Part of Nobumi Iyanaga's website. n-iyanag@nifty.com. 4/1/07.

logo picture

Conversion of Word files with diacritical fonts to Unicode

Version 0.7.2 (2007-02-06)

Introduction

This is another page related to the problem of old diacritical fonts, used especially for transliteration of Asian languages, that should be converted into Unicode fonts. As I discussed in another page (see East Asian Diacritical Fonts and Unicode), in old Classic Mac OS days, we used to use some specially encoded fonts for transliteration of Asian languages: these were for example Appeal, Hobogirin, Norman fonts, etc. But when the age of Unicode arrived, with OS X, these old fonts became somehow obsolete. Old diacritical fonts were not good for data exchange -- for example, if we give our files in which we used Appeal, to someone who doesn't have that font, he will be unable to read them. They were not good for searching as well: for example, it would be impossible to search for a Sanskrit term in a text file if we use one of these fonts. And it seems that in some cases, old fonts no longer work in OS X applications (such is the case for BharatiTimes. On the other hand, the TrueType version of Appeal stopped to work on my machine in OS 10.4x. I seem to have managed to fix this problem using the PostScript version of the same font...). This may happen more often on Intel-Mac machines which cannot run Classic OS.

Now, we can use good Unicode fonts for such use: there are for example Gandhari Unicode, Gentium, Thryomanes or Times Ext Roman; and we can use useful keyboard layouts for typing (see my AsianExtended keylayout for example). But what can we do for old files that we created using these fonts? I think this is a very serious problem for very many researchers -- even if some of them are still not very conscious of it.

For my own files, that I did all with Classic Nisus Writer, I could find an automated solution long ago (this was the main theme of my page East Asian Diacritical Fonts and Unicode already referred to). But I was always thinking that there are much more people who worked with MS Word, and they have the same problem. As I don't use Word almost at all, I don't know Word macros... But I figured out that converting the files to the rtf format, and working on it, it would be possible to convert these old fonts to modern Unicode fonts.

I wrote a Perl script that would do that, and tested it on some simple sample files. My script seems to work well. So, I "embedded" this Perl script in an AppleScript droplet, which would automate all the process.

This is this set of scripts that I present here.

Package contents and how to use:

The package that you will download from this page (see below) contains:

Put the folder anywhere you want, but do NOT change the folder structure: especially, the folder encodings, with its data files MUST be in the same folder as the droplet conv_word_diacritical_file.app.

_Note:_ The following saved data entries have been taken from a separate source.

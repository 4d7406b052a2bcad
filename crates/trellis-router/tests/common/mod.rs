//! Shared fixture: a small screen component with observable lifecycle
//! events, a retained ticker, and a saved-state note.

use std::cell::Cell;
use std::rc::Rc;

use serde::{Deserialize, Serialize};
use trellis_core::context::ComponentContext;
use trellis_core::instance_keeper::RetainedInstance;
use trellis_core::value_cell::Subscription;
use trellis_testing::StateLog;

#[derive(Debug, Clone, PartialEq, Serialize, Deserialize)]
pub enum Config {
    Home,
    Details { id: u32 },
}

impl Config {
    pub fn label(&self) -> String {
        match self {
            Self::Home => "home".to_owned(),
            Self::Details { id } => format!("details-{id}"),
        }
    }
}

/// Counters shared between a test and every [`Ticker`] it creates.
#[derive(Clone, Default)]
pub struct TickerStats {
    pub created: Rc<Cell<usize>>,
    pub disposed: Rc<Cell<usize>>,
}

/// Retained instance tracking how often it is created and disposed.
pub struct Ticker {
    stats: TickerStats,
}

impl Ticker {
    pub fn new(stats: TickerStats) -> Self {
        stats.created.set(stats.created.get() + 1);
        Self { stats }
    }
}

impl RetainedInstance for Ticker {
    fn on_destroy(&self) {
        self.stats.disposed.set(self.stats.disposed.get() + 1);
    }
}

pub struct Screen {
    pub config: Config,
    pub context: ComponentContext,
    /// Snapshot left by the previous incarnation, if any.
    pub restored_note: Option<String>,
    pub ticker: Rc<Ticker>,
    _lifecycle_events: Subscription,
}

/// Component factory over [`Screen`]; every screen logs its lifecycle
/// transitions as `<label>:<State>`, keeps a retained [`Ticker`] and
/// registers a `note` state supplier derived from its configuration.
pub fn screen_factory(
    log: StateLog,
    stats: TickerStats,
) -> impl Fn(Config, ComponentContext) -> Screen {
    move |config, context| {
        let restored_note = context
            .state_keeper()
            .consume("note")
            .expect("state keeper alive during construction")
            .map(|bytes| String::from_utf8_lossy(&bytes).into_owned());
        {
            let label = config.label();
            context
                .state_keeper()
                .register("note", move || Ok(format!("note-from-{label}").into_bytes()))
                .expect("state keeper alive during construction");
        }
        let ticker = context
            .instance_keeper()
            .get_or_create("ticker", {
                let stats = stats.clone();
                move || Ticker::new(stats)
            })
            .expect("instance keeper alive during construction");

        let label = config.label();
        let events = log.clone();
        let subscription = context
            .lifecycle()
            .subscribe(move |state| events.push(format!("{label}:{state:?}")));

        Screen {
            config,
            context,
            restored_note,
            ticker,
            _lifecycle_events: subscription,
        }
    }
}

As the names of the data files in the folder named encodings indicate, I have managed to create conversion tables for fourteen non-standard encoding fonts: Appeal, BharatiTimes, Hobogirin, ITimesSkRom, LotusPalatino, Macron, Minion-Indologist, MyTimes, Norman, NormanSk, Normyn, SanskritTimes, South Asia Roman, and TimesCSXPlus. In fact, I could test only two simple files in Norman and one simple file in Appeal. For some reason unknown to me, my copy of MS Word says that it cannot use many fonts (in fact, all the fonts which have names coming later than Hobogirin), and its Font Menu displays only fonts of names from "A" to "G"..., although it can open without problem files containing fonts that are not listed in the Font Menu. And BharatiTimes doesn't appear in Font Menu of any OS X applications. I could use the two Norman font files for testings, thanks to a friend who sent them to me... This is to say that I am not sure if all the other conversion tables work as expected, but I think the principle is the same for all. If you experience any unexpected results, please send your files to me, along with the font, so that I can test them.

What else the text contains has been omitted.